#### What is being asked:
From the data below, retype exactly the lines starting with the one that contains "let mut l = list_of(&[1, 2]);" and ending with the one that contains "fn arb_op() ->", both included.

#### Entries shown:
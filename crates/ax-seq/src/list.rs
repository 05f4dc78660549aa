//! Doubly-linked sequence.
//!
//! Nodes live in a slab (`Vec`) and link to each other by index. Node 0 is
//! a sentinel that closes the ring: its `next` is the head and its `prev`
//! the tail, and it serves as both `end` and `rend`. Vacated nodes go on a
//! free list and are reused before the slab grows.

use std::mem;

use ax_core::{
    Any, AxError, BoxInstanceId, Boxed, Capability, Direction, Duplicate, Iter, One, Seq, Stuff,
    Traverse, TypeInfo,
};
use ax_scope::{Handle, Runtime, ScopeId};
use tracing::trace;

use crate::init::{init, FromItem, Item};

static LIST: TypeInfo = TypeInfo::new(
    "one.any.box.seq.list",
    &[
        Capability::One,
        Capability::Any,
        Capability::Box,
        Capability::Seq,
        Capability::List,
    ],
);

const SENTINEL: usize = 0;

struct Node<T> {
    value: Option<T>,
    prev: usize,
    next: usize,
}

impl<T> Node<T> {
    fn sentinel() -> Self {
        Self {
            value: None,
            prev: SENTINEL,
            next: SENTINEL,
        }
    }
}

/// A doubly-linked sequence with O(1) insert and erase at any iterator.
pub struct List<T> {
    id: BoxInstanceId,
    tr: Stuff<T>,
    nodes: Vec<Node<T>>,
    free: Vec<usize>,
    len: usize,
}

impl<T: 'static> List<T> {
    /// Create an empty list.
    pub fn new(tr: Stuff<T>) -> Self {
        Self {
            id: BoxInstanceId::next(),
            tr,
            nodes: vec![Node::sentinel()],
            free: Vec::new(),
            len: 0,
        }
    }

    /// Create an empty list owned by `scope`.
    pub fn create(rt: &mut Runtime, scope: ScopeId, tr: Stuff<T>) -> Handle<Self> {
        rt.create(scope, Self::new(tr))
    }

    /// Create a list holding `items`, owned by `scope`.
    ///
    /// # Panics
    ///
    /// If an item's type does not match the element type.
    pub fn init(
        rt: &mut Runtime,
        scope: ScopeId,
        tr: Stuff<T>,
        items: impl IntoIterator<Item = Item>,
    ) -> Result<Handle<Self>, AxError>
    where
        T: FromItem,
    {
        let mut list = Self::new(tr);
        init(&mut list, items)?;
        Ok(rt.create(scope, list))
    }

    fn is_node(&self, pos: usize) -> bool {
        self.nodes.get(pos).is_some_and(|n| n.value.is_some())
    }

    /// Store `value` in a fresh or recycled node, unlinked.
    fn alloc(&mut self, value: T) -> Result<usize, AxError> {
        if let Some(index) = self.free.pop() {
            self.nodes[index].value = Some(value);
            return Ok(index);
        }
        if self.nodes.len() == self.nodes.capacity() {
            let requested = self.nodes.len() + 1;
            self.nodes
                .try_reserve(1)
                .map_err(|_| AxError::AllocFailed { requested })?;
            trace!(slab = self.nodes.capacity(), "list grow");
        }
        self.nodes.push(Node {
            value: Some(value),
            prev: SENTINEL,
            next: SENTINEL,
        });
        Ok(self.nodes.len() - 1)
    }

    /// Link node `index` between `prev` and `prev.next`.
    fn link_after(&mut self, prev: usize, index: usize) {
        let next = self.nodes[prev].next;
        self.nodes[index].prev = prev;
        self.nodes[index].next = next;
        self.nodes[prev].next = index;
        self.nodes[next].prev = index;
        self.len += 1;
    }

    /// Unlink node `index` and recycle it, returning its value.
    fn unlink(&mut self, index: usize) -> Option<T> {
        let value = self.nodes[index].value.take()?;
        let Node { prev, next, .. } = self.nodes[index];
        self.nodes[prev].next = next;
        self.nodes[next].prev = prev;
        self.free.push(index);
        self.len -= 1;
        Some(value)
    }

    /// Node at logical `index`, walking from whichever end is nearer.
    fn node_at(&self, index: usize) -> usize {
        if index < self.len / 2 {
            let mut cur = self.nodes[SENTINEL].next;
            for _ in 0..index {
                cur = self.nodes[cur].next;
            }
            cur
        } else {
            let mut cur = self.nodes[SENTINEL].prev;
            for _ in index + 1..self.len {
                cur = self.nodes[cur].prev;
            }
            cur
        }
    }
}

impl<T> List<T> {
    fn release_all(&mut self) {
        let tr = self.tr;
        let mut cur = self.nodes[SENTINEL].next;
        while cur != SENTINEL {
            let next = self.nodes[cur].next;
            if let Some(value) = self.nodes[cur].value.take() {
                tr.release(value);
            }
            cur = next;
        }
        self.nodes.truncate(1);
        self.nodes[SENTINEL] = Node::sentinel();
        self.free.clear();
        self.len = 0;
    }
}

impl<T: 'static> One for List<T> {
    fn type_info(&self) -> &'static TypeInfo {
        &LIST
    }
}

impl<T: 'static> Duplicate for List<T> {
    fn duplicate(&self) -> Result<Self, AxError> {
        let mut copy = Self::new(self.tr);
        copy.nodes
            .try_reserve_exact(self.len)
            .map_err(|_| AxError::AllocFailed {
                requested: self.len + 1,
            })?;
        for value in self.iter() {
            copy.push(self.tr.dup(value))?;
        }
        Ok(copy)
    }
}

impl<T: 'static> Any for List<T> {
    fn copy(&self) -> Result<Box<dyn Any>, AxError> {
        Ok(Box::new(self.duplicate()?))
    }

    fn take(&mut self) -> Result<Box<dyn Any>, AxError> {
        let mut moved = Self::new(self.tr);
        mem::swap(&mut moved.nodes, &mut self.nodes);
        mem::swap(&mut moved.free, &mut self.free);
        mem::swap(&mut moved.len, &mut self.len);
        Ok(Box::new(moved))
    }

    fn as_boxed(&self) -> Option<&dyn Boxed> {
        Some(self)
    }

    fn as_boxed_mut(&mut self) -> Option<&mut dyn Boxed> {
        Some(self)
    }
}

impl<T: 'static> Boxed for List<T> {
    fn size(&self) -> usize {
        self.len
    }

    fn maxsize(&self) -> usize {
        isize::MAX as usize / mem::size_of::<Node<T>>()
    }

    fn clear(&mut self) {
        self.release_all();
    }

    fn elem_name(&self) -> &'static str {
        self.tr.name
    }
}

impl<T: 'static> Traverse for List<T> {
    type Elem = T;
    type Pos = usize;

    fn begin(&self) -> Iter<usize> {
        Iter::new(self.id, self.nodes[SENTINEL].next, Direction::Forward)
    }

    fn end(&self) -> Iter<usize> {
        Iter::new(self.id, SENTINEL, Direction::Forward)
    }

    fn rbegin(&self) -> Iter<usize> {
        Iter::new(self.id, self.nodes[SENTINEL].prev, Direction::Backward)
    }

    fn rend(&self) -> Iter<usize> {
        Iter::new(self.id, SENTINEL, Direction::Backward)
    }

    fn advance(&self, it: &mut Iter<usize>) {
        let pos = it.pos();
        assert!(self.is_node(pos), "advance past the end of a list");
        let node = &self.nodes[pos];
        it.set_pos(if it.is_forward() { node.next } else { node.prev });
    }

    fn get(&self, it: &Iter<usize>) -> Option<&T> {
        self.nodes.get(it.pos())?.value.as_ref()
    }

    fn get_mut(&mut self, it: &Iter<usize>) -> Option<&mut T> {
        self.nodes.get_mut(it.pos())?.value.as_mut()
    }

    fn elem_tr(&self) -> &Stuff<T> {
        &self.tr
    }
}

impl<T: 'static> Seq for List<T> {
    fn construct(tr: Stuff<T>) -> Self {
        Self::new(tr)
    }

    fn push(&mut self, value: T) -> Result<(), AxError> {
        let index = self.alloc(value)?;
        let tail = self.nodes[SENTINEL].prev;
        self.link_after(tail, index);
        Ok(())
    }

    fn pop(&mut self) -> Result<T, AxError> {
        let tail = self.nodes[SENTINEL].prev;
        self.unlink(tail).ok_or(AxError::Empty)
    }

    fn invert(&mut self) {
        let mut cur = SENTINEL;
        loop {
            let node = &mut self.nodes[cur];
            mem::swap(&mut node.prev, &mut node.next);
            // After the swap `prev` holds the old forward link.
            cur = node.prev;
            if cur == SENTINEL {
                break;
            }
        }
    }

    fn trunc(&mut self, size: usize) -> Result<(), AxError> {
        if size <= self.len {
            let tr = self.tr;
            while self.len > size {
                let tail = self.nodes[SENTINEL].prev;
                if let Some(value) = self.unlink(tail) {
                    tr.release(value);
                }
            }
            return Ok(());
        }
        if size > self.maxsize() {
            return Err(AxError::CapacityExceeded {
                requested: size,
                max: self.maxsize(),
            });
        }
        let fresh = (size - self.len).saturating_sub(self.free.len());
        self.nodes
            .try_reserve_exact(fresh)
            .map_err(|_| AxError::AllocFailed { requested: size })?;
        while self.len < size {
            let value = self.tr.make();
            self.push(value)?;
        }
        Ok(())
    }

    fn at(&self, index: usize) -> Option<Iter<usize>> {
        match index {
            i if i > self.len => None,
            i if i == self.len => Some(self.end()),
            i => Some(Iter::new(self.id, self.node_at(i), Direction::Forward)),
        }
    }

    fn insert(&mut self, it: &mut Iter<usize>, value: T) -> Result<(), AxError> {
        let pos = it.pos();
        if pos != SENTINEL && !self.is_node(pos) {
            return Err(AxError::OutOfRange {
                index: pos,
                size: self.len,
            });
        }
        let index = self.alloc(value)?;
        let prev = if it.is_forward() {
            self.nodes[pos].prev
        } else {
            pos
        };
        self.link_after(prev, index);
        it.set_pos(index);
        Ok(())
    }

    fn erase(&mut self, it: &mut Iter<usize>) -> Result<T, AxError> {
        let pos = it.pos();
        if !self.is_node(pos) {
            return Err(AxError::OutOfRange {
                index: pos,
                size: self.len,
            });
        }
        let Node { prev, next, .. } = self.nodes[pos];
        let value = self.unlink(pos).ok_or(AxError::OutOfRange {
            index: pos,
            size: self.len,
        })?;
        it.set_pos(if it.is_forward() { next } else { prev });
        Ok(value)
    }
}

impl<T> Drop for List<T> {
    fn drop(&mut self) {
        self.release_all();
    }
}

impl<T: std::fmt::Debug + 'static> std::fmt::Debug for List<T> {
    fn fmt(&self, f: &mut std::fmt::Formatter<'_>) -> std::fmt::Result {
        f.debug_struct("List")
            .field("elem", &self.tr.name)
            .field("items", &self.iter().collect::<Vec<_>>())
            .finish()
    }
}

#[cfg(test)]
mod tests {
    use super::*;
    use crate::conformance;
    use ax_core::stuff::I32;
    use ax_test_utils::tracked::{self, TRACKED_U32};

    fn list_of(values: &[i32]) -> List<i32> {
        let mut l = List::new(I32);
        for v in values {
            l.push(*v).unwrap();
        }
        l
    }

    #[test]
    fn conformance() {
        conformance::run_full_conformance(|| List::new(I32));
    }

    #[test]
    fn end_and_rend_share_the_sentinel() {
        let l = list_of(&[1, 2]);
        assert_eq!(l.end(), l.rend());
        assert_ne!(l.begin(), l.rbegin());
    }

    #[test]
    fn erased_nodes_are_recycled() {
        let mut l = list_of(&[1, 2, 3]);
        let slab = l.nodes.len();
        let mut it = l.at(1).unwrap();
        assert_eq!(l.erase(&mut it), Ok(2));
        l.push(4).unwrap();
        assert_eq!(l.nodes.len(), slab);
        assert_eq!(l.iter().copied().collect::<Vec<_>>(), vec![1, 3, 4]);
    }

    #[test]
    fn at_walks_from_both_ends() {
        let l = list_of(&[10, 20, 30, 40, 50]);
        for (i, expected) in [10, 20, 30, 40, 50].iter().enumerate() {
            assert_eq!(l.get_at(i), Some(expected));
        }
        assert_eq!(l.at(5), Some(l.end()));
        assert_eq!(l.at(6), None);
    }

    #[test]
    fn invert_twice_restores_links() {
        let mut l = list_of(&[1, 2, 3, 4]);
        l.invert();
        assert_eq!(l.iter().copied().collect::<Vec<_>>(), vec![4, 3, 2, 1]);
        assert_eq!(l.iter_rev().copied().collect::<Vec<_>>(), vec![1, 2, 3, 4]);
        l.invert();
        assert_eq!(l.iter().copied().collect::<Vec<_>>(), vec![1, 2, 3, 4]);
    }

    #[test]
    fn clear_frees_in_order_and_resets() {
        tracked::reset();
        let mut l = List::new(TRACKED_U32);
        for v in [5, 6, 7] {
            l.push(v).unwrap();
        }
        l.clear();
        assert_eq!(tracked::freed(), vec![5, 6, 7]);
        assert!(l.is_empty());
        assert_eq!(l.begin(), l.end());
        l.push(8).unwrap();
        assert_eq!(l.front(), Some(&8));
    }

    #[test]
    fn trunc_reuses_free_nodes() {
        let mut l = list_of(&[1, 2, 3, 4]);
        l.trunc(1).unwrap();
        let slab = l.nodes.len();
        l.trunc(4).unwrap();
        assert_eq!(l.nodes.len(), slab);
        assert_eq!(l.iter().copied().collect::<Vec<_>>(), vec![1, 0, 0, 0]);
    }

    #[test]
    fn take_leaves_source_empty() {
        let mut l = list_of(&[1, 2]);
        let moved = l.take().unwrap();
        assert!(l.is_empty());
        assert_eq!(l.begin(), l.end());
        let moved = moved.downcast_ref::<List<i32>>().unwrap();
        assert_eq!(moved.iter().copied().collect::<Vec<_>>(), vec![1, 2]);
    }

    #[test]
    #[should_panic(expected = "advance past the end")]
    fn advance_past_rend_panics() {
        let l = list_of(&[1]);
        let mut it = l.rend();
        l.advance(&mut it);
    }

    #[cfg(not(miri))]
    mod proptests {
        use super::*;
        use proptest::prelude::*;

        #[derive(Clone, Debug)]
        enum Op {
            Push(i32),
            Pop,
            Insert(usize, i32),
            Erase(usize),
        }

        fn arb_op() -> impl Strategy<Value = Op> {
            prop_oneof![
                any::<i32>().prop_map(Op::Push),
                Just(Op::Pop),
                (any::<usize>(), any::<i32>()).prop_map(|(i, v)| Op::Insert(i, v)),
                any::<usize>().prop_map(Op::Erase),
            ]
        }

        proptest! {
            #[test]
            fn matches_vec_model(ops in prop::collection::vec(arb_op(), 0..64)) {
                let mut l = List::new(I32);
                let mut model: Vec<i32> = Vec::new();
                for op in ops {
                    match op {
                        Op::Push(v) => {
                            l.push(v).unwrap();
                            model.push(v);
                        }
                        Op::Pop => {
                            prop_assert_eq!(l.pop().ok(), model.pop());
                        }
                        Op::Insert(i, v) => {
                            let i = i % (model.len() + 1);
                            let mut it = l.at(i).unwrap();
                            l.insert(&mut it, v).unwrap();
                            prop_assert_eq!(l.get(&it), Some(&v));
                            model.insert(i, v);
                        }
                        Op::Erase(i) if !model.is_empty() => {
                            let i = i % model.len();
                            let mut it = l.at(i).unwrap();
                            prop_assert_eq!(l.erase(&mut it), Ok(model.remove(i)));
                            prop_assert_eq!(l.get(&it), model.get(i));
                        }
                        Op::Erase(_) => {}
                    }
                    prop_assert_eq!(l.size(), model.len());
                }
                prop_assert_eq!(l.iter().copied().collect::<Vec<_>>(), model);
            }
        }
    }
}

#### Solution to the problem:
        let mut l = list_of(&[1, 2]);
        let moved = l.take().unwrap();
        assert!(l.is_empty());
        assert_eq!(l.begin(), l.end());
        let moved = moved.downcast_ref::<List<i32>>().unwrap();
        assert_eq!(moved.iter().copied().collect::<Vec<_>>(), vec![1, 2]);
    }

    #[test]
    #[should_panic(expected = "advance past the end")]
    fn advance_past_rend_panics() {
        let l = list_of(&[1]);
        let mut it = l.rend();
        l.advance(&mut it);
    }

    #[cfg(not(miri))]
    mod proptests {
        use super::*;
        use proptest::prelude::*;

        #[derive(Clone, Debug)]
        enum Op {
            Push(i32),
            Pop,
            Insert(usize, i32),
            Erase(usize),
        }

        fn arb_op() -> impl Strategy<Value = Op> {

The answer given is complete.